>>>>>

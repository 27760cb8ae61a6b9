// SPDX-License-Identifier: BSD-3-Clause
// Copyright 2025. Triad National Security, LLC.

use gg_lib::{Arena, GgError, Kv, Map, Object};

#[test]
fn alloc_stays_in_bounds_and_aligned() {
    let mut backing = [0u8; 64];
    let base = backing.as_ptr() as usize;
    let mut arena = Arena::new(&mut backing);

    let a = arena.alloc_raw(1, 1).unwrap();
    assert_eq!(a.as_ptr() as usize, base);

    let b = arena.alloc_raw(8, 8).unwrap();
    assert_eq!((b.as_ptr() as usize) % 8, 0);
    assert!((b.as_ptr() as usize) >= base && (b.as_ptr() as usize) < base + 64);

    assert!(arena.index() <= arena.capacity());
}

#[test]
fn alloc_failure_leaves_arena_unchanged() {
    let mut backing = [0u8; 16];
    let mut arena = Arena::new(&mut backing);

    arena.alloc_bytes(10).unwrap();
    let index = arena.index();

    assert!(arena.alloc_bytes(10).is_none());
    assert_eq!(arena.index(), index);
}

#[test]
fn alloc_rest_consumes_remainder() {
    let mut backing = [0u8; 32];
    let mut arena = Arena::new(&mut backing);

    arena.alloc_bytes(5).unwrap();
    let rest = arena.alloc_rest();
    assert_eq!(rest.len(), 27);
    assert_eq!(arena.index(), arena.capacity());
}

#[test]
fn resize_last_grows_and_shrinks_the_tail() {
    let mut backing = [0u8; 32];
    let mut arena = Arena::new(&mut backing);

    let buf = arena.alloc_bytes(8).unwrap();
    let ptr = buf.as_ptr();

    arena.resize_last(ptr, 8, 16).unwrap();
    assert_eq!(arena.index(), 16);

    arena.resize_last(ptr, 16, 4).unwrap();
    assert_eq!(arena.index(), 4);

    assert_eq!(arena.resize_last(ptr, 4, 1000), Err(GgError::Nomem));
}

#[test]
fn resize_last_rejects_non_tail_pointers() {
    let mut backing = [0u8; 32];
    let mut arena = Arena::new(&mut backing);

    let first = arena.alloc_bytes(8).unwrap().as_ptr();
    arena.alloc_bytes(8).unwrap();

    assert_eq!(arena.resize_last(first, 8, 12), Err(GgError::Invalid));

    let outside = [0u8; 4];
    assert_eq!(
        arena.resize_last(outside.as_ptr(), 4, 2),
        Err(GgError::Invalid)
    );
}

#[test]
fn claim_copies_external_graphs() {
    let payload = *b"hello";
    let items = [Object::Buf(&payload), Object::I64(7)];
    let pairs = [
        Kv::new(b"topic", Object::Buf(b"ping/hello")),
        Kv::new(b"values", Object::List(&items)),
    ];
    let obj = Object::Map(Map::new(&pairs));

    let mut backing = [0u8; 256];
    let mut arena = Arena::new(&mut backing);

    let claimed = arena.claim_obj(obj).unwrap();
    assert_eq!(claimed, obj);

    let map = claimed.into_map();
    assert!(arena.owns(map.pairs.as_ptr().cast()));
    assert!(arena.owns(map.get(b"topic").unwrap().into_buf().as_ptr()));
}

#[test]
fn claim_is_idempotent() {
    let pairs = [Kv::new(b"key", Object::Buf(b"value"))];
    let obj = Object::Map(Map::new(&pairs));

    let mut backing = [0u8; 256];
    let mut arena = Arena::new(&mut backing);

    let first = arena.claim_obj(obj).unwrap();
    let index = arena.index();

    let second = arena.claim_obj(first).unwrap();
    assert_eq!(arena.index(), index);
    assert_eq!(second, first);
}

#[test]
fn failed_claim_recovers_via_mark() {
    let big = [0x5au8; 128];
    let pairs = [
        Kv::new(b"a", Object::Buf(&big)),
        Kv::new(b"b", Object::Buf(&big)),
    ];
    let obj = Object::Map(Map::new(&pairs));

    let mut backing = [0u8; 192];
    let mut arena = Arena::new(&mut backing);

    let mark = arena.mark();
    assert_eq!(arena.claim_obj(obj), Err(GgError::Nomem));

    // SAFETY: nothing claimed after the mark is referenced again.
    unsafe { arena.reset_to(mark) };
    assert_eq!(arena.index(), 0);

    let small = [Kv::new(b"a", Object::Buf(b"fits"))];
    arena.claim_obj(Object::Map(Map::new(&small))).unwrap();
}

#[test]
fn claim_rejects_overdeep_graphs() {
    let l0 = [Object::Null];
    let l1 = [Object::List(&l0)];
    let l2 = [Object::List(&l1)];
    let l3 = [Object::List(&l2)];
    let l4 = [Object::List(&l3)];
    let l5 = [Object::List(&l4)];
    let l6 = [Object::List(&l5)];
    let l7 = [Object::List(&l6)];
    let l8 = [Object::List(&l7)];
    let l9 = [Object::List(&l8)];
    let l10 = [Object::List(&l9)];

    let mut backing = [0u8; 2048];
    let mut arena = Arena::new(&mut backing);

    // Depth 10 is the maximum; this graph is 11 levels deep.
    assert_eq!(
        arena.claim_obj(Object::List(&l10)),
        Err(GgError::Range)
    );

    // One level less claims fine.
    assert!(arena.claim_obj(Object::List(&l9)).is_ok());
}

<<<<<

### WHAT YOU SHOULD DO
From the material above, give the number of lines that contain the string "items", without any added remark.

### RESULT OF THE EXERCISE
2